Look through the material below. Copy each line that contains the string "HistoryBuffer".

--- Provided records Enclosed Below ---

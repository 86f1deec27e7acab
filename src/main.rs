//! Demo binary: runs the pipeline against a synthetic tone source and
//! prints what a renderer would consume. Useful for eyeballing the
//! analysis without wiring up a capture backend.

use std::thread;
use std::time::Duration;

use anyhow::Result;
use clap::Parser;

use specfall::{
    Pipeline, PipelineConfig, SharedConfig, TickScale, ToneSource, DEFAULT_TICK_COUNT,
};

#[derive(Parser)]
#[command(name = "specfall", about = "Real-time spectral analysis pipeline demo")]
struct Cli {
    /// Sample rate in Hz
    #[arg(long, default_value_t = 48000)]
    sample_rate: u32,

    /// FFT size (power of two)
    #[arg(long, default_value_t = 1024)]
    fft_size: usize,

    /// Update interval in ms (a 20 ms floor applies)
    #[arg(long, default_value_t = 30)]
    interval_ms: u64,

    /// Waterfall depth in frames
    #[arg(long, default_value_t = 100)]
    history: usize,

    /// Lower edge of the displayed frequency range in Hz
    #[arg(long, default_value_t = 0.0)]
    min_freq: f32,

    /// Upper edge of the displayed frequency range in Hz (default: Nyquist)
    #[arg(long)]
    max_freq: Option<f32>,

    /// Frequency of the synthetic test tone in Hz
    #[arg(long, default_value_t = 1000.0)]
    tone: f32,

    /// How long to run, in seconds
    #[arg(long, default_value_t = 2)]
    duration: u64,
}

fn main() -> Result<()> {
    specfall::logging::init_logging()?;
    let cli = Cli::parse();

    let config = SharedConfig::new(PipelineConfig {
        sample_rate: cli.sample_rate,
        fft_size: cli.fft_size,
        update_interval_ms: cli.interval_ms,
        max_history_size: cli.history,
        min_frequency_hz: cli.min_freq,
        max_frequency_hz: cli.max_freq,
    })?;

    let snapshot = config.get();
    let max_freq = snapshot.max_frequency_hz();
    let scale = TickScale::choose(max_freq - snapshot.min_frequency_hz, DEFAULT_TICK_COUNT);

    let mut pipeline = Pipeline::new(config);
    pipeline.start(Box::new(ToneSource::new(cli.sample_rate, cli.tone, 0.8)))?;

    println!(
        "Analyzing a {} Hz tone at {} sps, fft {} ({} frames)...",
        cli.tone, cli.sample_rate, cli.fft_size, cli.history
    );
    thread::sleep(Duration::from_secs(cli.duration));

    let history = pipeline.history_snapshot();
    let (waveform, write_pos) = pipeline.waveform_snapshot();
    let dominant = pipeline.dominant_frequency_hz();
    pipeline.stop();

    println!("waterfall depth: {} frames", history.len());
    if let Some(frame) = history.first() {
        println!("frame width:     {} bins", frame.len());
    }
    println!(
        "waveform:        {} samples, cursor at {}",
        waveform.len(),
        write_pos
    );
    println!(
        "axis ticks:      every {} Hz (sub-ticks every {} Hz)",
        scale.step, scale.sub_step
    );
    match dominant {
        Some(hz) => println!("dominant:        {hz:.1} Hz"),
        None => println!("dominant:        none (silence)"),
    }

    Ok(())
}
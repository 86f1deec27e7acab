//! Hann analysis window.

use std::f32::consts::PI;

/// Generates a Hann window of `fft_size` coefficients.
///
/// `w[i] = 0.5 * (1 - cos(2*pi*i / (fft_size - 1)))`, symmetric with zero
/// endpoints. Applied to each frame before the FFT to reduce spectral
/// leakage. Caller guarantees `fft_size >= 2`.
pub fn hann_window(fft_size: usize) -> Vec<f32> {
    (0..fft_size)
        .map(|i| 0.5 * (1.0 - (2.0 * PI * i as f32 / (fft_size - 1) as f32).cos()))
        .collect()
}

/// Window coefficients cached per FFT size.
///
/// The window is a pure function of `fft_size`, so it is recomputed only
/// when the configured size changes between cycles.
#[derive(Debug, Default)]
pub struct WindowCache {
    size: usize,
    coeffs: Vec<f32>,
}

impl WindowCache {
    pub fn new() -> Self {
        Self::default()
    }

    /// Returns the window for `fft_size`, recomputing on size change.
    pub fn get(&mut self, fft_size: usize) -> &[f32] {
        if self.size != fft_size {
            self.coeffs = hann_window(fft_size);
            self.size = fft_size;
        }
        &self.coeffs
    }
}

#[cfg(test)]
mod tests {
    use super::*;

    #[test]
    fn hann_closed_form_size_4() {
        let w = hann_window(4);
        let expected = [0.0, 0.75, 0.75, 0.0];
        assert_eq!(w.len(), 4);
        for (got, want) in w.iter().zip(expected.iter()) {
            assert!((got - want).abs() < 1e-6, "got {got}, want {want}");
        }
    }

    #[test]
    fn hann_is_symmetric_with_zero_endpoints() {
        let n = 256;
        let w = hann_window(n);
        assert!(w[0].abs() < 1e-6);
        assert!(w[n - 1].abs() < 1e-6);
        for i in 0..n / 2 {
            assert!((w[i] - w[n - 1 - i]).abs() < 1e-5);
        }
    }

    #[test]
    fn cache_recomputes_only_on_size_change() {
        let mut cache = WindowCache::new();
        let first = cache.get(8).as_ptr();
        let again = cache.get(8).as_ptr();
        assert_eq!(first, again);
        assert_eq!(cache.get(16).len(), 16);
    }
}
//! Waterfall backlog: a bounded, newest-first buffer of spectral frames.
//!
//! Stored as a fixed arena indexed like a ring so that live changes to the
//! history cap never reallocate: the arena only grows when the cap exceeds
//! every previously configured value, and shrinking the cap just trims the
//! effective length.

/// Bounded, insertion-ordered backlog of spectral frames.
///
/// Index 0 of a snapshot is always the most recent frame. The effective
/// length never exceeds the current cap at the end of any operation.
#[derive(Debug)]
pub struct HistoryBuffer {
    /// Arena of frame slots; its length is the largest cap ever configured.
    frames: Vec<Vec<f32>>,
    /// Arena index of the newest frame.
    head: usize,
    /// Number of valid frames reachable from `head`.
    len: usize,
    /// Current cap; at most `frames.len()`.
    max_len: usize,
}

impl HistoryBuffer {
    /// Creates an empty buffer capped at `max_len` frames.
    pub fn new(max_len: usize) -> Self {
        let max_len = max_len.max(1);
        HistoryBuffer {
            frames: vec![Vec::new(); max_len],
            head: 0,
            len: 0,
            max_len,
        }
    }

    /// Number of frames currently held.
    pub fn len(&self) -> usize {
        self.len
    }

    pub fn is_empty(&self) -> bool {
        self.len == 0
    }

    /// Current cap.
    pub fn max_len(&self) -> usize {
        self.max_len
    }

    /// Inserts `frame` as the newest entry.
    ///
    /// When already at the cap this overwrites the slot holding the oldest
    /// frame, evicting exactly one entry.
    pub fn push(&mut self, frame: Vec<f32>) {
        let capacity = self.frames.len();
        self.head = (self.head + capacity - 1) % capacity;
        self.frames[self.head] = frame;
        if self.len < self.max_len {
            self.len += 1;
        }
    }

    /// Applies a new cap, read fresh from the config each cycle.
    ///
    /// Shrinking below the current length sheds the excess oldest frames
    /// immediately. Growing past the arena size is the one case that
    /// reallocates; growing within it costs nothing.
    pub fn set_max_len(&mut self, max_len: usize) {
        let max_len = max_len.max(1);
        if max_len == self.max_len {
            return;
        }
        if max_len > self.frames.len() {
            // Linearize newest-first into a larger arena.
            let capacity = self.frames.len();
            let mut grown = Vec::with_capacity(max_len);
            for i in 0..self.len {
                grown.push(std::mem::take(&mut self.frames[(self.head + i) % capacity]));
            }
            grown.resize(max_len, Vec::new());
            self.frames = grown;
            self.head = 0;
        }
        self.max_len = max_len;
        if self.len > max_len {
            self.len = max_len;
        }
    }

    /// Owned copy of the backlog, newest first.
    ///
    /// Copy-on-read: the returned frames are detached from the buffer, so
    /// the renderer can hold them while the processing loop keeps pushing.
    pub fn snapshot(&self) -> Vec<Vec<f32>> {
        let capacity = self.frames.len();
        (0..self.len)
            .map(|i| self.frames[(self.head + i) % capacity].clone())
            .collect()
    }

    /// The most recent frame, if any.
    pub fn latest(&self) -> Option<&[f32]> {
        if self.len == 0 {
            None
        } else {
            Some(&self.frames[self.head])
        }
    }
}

--- End of Enclosed Provided records ---
--- Provided records Enclosed Below ---

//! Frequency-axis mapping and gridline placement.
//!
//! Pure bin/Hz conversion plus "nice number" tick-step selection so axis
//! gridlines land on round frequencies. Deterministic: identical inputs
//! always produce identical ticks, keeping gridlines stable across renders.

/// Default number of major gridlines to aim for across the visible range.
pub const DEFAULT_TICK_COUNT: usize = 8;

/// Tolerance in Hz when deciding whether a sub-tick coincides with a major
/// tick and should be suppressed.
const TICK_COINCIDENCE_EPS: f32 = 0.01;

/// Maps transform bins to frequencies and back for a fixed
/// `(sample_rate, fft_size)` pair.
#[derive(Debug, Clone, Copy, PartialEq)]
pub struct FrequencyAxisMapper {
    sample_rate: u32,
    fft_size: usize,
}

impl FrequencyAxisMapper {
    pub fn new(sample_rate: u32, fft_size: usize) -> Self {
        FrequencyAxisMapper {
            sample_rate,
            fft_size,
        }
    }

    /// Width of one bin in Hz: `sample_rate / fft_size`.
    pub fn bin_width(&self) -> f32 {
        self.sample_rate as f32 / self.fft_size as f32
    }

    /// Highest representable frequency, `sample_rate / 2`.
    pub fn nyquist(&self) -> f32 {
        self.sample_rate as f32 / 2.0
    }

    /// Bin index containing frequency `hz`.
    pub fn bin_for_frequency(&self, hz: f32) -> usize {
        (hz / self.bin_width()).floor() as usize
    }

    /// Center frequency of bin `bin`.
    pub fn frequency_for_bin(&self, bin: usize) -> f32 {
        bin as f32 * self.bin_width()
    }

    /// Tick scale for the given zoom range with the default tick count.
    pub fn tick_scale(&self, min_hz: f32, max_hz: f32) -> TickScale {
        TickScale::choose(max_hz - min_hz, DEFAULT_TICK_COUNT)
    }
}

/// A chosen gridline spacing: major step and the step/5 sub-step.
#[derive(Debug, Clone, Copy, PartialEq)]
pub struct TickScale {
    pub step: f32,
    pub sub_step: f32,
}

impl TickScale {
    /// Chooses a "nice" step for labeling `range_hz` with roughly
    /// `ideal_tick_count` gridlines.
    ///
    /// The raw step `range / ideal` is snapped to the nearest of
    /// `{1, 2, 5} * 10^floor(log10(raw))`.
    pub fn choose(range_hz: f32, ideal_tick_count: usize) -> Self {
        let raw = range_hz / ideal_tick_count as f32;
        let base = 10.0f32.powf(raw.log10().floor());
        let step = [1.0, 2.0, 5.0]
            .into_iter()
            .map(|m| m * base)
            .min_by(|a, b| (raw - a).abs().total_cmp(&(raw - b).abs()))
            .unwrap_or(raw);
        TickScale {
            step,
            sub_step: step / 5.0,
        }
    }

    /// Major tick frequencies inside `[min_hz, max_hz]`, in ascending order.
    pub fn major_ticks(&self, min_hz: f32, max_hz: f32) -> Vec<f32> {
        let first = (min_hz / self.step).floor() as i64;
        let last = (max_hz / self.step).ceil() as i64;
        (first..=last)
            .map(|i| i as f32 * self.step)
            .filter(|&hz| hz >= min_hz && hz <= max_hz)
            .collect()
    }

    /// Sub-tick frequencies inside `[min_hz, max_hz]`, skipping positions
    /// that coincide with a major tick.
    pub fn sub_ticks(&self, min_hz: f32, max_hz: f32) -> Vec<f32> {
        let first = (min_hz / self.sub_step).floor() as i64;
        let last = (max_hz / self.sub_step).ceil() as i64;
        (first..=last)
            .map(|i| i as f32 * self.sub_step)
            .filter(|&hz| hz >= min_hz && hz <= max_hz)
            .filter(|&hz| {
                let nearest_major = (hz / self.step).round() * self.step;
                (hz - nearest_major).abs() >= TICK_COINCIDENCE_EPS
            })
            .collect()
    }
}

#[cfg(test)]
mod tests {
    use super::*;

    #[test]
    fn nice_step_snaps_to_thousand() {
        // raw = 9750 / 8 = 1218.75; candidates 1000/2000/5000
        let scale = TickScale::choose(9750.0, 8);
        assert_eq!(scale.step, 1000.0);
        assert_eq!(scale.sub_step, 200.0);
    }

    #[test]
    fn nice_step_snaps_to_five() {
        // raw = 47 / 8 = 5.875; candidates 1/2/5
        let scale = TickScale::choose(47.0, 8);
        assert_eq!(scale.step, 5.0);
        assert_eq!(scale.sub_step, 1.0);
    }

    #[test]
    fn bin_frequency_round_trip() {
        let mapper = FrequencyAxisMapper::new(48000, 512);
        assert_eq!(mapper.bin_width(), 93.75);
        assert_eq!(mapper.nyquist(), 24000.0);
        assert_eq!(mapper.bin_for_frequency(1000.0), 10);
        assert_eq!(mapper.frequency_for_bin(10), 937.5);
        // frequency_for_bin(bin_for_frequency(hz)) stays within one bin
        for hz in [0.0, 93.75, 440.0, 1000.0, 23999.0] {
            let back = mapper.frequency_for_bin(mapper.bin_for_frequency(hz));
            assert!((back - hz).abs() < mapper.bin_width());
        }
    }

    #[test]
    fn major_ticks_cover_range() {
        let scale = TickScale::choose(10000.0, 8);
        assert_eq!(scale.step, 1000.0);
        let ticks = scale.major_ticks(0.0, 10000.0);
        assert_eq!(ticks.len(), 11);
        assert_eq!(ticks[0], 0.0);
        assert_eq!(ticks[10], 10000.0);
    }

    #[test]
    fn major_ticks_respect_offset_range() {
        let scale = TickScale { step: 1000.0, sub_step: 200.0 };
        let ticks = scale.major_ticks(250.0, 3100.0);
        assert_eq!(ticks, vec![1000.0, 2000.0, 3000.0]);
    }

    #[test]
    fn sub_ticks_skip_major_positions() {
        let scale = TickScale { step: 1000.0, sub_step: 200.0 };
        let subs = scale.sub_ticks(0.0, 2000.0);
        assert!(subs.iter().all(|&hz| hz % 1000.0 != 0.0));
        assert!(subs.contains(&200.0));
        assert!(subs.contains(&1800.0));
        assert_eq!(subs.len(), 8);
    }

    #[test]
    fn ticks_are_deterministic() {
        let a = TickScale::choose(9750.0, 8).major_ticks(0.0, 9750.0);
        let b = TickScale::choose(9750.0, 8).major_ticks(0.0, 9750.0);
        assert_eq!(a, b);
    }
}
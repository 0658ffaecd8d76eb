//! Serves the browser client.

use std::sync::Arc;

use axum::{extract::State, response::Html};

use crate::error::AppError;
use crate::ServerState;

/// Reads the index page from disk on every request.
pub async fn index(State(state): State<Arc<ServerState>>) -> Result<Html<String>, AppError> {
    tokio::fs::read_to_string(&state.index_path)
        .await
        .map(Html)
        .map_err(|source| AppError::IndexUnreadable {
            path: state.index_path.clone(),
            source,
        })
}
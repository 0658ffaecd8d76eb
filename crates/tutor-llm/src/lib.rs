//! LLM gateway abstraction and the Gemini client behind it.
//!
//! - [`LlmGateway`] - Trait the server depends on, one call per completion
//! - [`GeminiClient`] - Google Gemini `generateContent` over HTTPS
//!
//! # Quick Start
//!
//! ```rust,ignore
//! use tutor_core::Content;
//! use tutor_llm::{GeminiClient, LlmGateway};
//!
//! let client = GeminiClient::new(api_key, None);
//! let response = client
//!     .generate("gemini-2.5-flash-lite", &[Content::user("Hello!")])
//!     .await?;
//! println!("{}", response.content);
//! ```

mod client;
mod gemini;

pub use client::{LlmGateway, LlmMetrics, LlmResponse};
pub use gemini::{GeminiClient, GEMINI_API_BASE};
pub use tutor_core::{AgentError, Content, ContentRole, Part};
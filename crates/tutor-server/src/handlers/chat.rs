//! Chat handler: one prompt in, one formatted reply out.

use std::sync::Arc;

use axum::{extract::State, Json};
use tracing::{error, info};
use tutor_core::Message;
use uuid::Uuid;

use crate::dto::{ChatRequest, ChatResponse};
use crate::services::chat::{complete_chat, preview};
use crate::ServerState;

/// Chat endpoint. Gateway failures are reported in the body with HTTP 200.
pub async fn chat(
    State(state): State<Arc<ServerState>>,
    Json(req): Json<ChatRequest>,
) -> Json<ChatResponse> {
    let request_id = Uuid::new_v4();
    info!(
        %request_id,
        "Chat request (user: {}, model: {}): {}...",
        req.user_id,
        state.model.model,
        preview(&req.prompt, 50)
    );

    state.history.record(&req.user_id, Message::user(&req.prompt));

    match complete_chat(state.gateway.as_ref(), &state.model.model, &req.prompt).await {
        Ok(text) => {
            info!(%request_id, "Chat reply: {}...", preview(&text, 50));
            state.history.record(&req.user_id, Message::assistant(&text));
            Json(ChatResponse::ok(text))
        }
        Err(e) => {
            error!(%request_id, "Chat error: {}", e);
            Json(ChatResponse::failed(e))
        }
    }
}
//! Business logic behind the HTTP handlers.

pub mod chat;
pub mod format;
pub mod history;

--- End of Enclosed Provided records ---
--- Provided records Enclosed Below ---

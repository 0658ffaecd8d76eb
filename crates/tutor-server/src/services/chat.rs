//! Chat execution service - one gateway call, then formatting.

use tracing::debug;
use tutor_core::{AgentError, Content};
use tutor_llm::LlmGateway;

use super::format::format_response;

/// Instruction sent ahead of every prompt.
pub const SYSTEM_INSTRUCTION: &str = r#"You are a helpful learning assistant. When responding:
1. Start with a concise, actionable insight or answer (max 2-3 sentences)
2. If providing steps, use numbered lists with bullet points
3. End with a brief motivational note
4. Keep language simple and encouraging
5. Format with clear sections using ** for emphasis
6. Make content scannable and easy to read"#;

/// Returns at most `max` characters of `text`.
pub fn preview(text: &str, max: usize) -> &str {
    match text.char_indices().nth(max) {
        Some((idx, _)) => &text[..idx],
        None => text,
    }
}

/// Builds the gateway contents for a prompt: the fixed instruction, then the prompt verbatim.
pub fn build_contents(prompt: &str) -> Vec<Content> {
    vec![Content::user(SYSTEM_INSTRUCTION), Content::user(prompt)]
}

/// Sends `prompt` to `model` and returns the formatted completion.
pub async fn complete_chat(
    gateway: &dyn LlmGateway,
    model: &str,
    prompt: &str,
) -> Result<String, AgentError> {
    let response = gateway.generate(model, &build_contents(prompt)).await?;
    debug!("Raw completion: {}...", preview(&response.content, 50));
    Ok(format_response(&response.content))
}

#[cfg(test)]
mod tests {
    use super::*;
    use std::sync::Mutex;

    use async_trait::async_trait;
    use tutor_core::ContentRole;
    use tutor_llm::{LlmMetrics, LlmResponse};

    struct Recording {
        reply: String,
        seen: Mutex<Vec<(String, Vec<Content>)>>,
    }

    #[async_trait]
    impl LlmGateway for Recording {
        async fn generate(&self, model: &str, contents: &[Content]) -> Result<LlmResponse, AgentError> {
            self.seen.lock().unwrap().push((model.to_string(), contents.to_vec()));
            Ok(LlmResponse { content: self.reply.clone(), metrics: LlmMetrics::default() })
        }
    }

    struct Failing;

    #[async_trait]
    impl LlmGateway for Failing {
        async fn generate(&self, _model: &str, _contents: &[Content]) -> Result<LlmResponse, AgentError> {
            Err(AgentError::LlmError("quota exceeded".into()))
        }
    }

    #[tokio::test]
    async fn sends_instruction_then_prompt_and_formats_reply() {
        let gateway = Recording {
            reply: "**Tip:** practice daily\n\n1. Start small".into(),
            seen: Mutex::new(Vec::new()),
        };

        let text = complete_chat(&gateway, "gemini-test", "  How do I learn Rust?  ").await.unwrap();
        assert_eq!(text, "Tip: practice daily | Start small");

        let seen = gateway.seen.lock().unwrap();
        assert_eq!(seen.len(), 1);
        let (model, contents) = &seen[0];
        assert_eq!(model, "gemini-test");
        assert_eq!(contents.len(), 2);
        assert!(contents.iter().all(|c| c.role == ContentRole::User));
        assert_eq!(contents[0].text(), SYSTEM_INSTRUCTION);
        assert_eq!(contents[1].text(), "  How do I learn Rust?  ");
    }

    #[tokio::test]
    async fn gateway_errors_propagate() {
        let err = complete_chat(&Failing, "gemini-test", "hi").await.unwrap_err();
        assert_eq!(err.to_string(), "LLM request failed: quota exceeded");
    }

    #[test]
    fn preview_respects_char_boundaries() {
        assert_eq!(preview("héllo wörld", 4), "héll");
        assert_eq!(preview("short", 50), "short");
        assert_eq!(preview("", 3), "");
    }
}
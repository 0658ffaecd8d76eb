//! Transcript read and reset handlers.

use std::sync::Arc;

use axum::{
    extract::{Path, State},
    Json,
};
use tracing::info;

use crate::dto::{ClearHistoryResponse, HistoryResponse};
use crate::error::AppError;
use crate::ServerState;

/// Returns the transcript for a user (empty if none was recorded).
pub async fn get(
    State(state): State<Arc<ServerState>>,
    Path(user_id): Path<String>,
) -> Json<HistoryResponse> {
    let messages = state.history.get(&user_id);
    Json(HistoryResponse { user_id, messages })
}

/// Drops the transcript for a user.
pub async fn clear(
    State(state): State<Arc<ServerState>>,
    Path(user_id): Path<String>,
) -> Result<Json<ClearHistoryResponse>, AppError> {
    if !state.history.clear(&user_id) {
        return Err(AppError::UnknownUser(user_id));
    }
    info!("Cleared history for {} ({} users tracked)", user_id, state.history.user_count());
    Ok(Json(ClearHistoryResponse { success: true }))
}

--- End of Enclosed Provided records ---

# Response to this exercise:
pub struct HistoryBuffer {
impl HistoryBuffer {
        HistoryBuffer {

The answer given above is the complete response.